● **TASK INSTRUCTIONS**
Starting with the first line and ending with the line that holds "rest follow, also", repeat the material exactly.

● **GIVEN DATA**
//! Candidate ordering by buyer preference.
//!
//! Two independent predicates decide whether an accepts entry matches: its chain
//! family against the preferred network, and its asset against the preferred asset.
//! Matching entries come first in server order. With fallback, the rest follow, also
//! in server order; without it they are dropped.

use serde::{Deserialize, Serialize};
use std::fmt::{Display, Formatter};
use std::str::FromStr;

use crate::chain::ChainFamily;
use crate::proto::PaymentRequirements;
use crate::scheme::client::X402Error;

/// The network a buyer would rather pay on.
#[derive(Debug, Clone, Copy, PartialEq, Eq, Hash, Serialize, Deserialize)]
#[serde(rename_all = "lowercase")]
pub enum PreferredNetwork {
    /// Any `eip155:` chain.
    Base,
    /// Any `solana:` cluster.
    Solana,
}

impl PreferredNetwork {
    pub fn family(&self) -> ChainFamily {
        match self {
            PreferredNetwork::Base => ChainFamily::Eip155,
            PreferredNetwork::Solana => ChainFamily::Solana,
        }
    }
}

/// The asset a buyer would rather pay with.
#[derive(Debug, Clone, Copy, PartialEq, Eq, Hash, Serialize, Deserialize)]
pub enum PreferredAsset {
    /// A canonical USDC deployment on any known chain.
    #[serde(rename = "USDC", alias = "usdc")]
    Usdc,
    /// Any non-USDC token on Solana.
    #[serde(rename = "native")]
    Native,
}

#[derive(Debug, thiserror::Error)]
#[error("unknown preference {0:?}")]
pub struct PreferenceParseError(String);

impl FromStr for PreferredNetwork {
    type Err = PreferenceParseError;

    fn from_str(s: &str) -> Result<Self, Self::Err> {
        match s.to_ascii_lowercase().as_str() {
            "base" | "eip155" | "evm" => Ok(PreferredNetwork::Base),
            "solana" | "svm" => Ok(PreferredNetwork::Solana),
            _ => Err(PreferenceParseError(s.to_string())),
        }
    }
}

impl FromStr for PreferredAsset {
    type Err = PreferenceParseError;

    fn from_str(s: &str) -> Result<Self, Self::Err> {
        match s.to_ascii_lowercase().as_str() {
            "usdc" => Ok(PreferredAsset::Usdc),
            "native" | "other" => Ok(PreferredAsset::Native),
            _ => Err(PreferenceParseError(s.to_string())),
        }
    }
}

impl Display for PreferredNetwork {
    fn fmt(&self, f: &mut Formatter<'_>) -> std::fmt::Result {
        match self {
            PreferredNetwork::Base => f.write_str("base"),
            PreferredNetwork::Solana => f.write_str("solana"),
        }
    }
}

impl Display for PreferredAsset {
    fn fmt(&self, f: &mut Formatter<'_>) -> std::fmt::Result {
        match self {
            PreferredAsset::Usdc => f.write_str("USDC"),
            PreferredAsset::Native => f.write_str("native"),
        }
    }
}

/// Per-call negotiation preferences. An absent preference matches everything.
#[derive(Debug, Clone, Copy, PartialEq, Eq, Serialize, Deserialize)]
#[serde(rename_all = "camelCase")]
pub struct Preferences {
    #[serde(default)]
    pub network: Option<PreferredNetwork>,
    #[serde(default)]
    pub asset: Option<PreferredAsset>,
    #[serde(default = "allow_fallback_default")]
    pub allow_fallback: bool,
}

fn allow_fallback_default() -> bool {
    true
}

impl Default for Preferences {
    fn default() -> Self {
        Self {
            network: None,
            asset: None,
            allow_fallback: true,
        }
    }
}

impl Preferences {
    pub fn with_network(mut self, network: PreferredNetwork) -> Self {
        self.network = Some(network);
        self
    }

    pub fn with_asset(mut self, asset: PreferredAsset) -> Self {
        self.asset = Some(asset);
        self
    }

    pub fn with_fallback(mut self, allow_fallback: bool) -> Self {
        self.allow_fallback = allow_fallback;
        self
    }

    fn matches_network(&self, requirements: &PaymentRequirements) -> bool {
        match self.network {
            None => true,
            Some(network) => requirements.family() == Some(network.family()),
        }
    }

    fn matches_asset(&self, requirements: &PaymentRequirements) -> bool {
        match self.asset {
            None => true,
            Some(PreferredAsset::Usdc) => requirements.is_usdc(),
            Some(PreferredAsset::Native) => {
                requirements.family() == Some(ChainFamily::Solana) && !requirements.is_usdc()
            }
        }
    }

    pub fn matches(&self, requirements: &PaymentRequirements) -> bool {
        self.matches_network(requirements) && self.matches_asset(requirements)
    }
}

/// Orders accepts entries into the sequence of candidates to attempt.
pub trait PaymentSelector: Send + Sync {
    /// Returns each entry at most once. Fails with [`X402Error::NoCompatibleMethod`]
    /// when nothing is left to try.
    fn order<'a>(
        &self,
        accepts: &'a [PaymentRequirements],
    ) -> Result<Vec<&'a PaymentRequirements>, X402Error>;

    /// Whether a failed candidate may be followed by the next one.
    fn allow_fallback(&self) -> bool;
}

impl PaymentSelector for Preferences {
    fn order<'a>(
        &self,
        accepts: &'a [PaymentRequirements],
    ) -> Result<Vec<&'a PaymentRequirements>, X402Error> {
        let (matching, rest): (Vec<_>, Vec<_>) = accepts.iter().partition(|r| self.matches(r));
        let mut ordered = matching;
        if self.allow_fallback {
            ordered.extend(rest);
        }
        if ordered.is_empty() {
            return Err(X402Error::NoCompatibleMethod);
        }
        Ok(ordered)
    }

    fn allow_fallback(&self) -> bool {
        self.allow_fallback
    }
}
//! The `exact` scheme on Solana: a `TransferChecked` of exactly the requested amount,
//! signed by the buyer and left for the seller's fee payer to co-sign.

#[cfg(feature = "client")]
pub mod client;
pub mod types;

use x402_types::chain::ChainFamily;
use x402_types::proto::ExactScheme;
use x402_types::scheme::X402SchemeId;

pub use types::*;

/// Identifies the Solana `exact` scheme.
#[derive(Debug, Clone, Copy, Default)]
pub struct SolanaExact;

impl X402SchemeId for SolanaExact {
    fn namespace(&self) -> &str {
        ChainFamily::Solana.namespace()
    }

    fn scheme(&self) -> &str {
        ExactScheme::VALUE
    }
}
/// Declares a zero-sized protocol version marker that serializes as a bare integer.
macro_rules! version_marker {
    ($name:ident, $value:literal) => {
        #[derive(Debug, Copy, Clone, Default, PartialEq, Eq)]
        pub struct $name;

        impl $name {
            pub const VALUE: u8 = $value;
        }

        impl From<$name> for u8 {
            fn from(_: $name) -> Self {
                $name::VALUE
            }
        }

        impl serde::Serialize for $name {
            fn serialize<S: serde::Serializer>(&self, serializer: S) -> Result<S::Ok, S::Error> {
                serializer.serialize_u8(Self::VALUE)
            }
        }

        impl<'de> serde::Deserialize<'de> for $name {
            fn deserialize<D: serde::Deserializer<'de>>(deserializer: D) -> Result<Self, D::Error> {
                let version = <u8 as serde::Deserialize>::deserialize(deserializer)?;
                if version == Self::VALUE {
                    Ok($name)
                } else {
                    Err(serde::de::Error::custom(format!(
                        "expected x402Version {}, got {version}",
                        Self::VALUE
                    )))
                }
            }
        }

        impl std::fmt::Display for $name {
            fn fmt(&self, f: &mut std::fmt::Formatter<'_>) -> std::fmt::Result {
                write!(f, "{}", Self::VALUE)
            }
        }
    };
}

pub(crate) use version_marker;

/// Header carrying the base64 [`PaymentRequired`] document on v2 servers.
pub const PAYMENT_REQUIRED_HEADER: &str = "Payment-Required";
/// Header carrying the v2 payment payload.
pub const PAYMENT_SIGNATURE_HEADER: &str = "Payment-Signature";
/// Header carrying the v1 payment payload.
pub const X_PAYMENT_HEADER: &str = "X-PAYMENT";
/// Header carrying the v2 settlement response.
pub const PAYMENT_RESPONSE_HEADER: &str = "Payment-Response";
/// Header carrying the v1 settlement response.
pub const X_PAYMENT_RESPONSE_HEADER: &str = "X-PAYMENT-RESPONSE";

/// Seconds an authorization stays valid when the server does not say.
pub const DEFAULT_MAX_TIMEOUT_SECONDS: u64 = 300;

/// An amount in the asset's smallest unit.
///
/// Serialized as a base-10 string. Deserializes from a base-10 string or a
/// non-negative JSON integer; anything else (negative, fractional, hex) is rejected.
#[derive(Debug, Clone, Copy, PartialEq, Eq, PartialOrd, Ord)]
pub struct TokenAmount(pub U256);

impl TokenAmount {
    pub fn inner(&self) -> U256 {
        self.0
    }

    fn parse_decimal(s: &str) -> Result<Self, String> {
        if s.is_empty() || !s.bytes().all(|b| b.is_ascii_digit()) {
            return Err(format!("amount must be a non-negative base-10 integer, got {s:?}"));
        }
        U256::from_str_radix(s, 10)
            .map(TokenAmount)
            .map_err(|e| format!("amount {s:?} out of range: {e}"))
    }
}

● **RESULT OF THIS TASK**
//! Candidate ordering by buyer preference.
//!
//! Two independent predicates decide whether an accepts entry matches: its chain
//! family against the preferred network, and its asset against the preferred asset.
//! Matching entries come first in server order. With fallback, the rest follow, also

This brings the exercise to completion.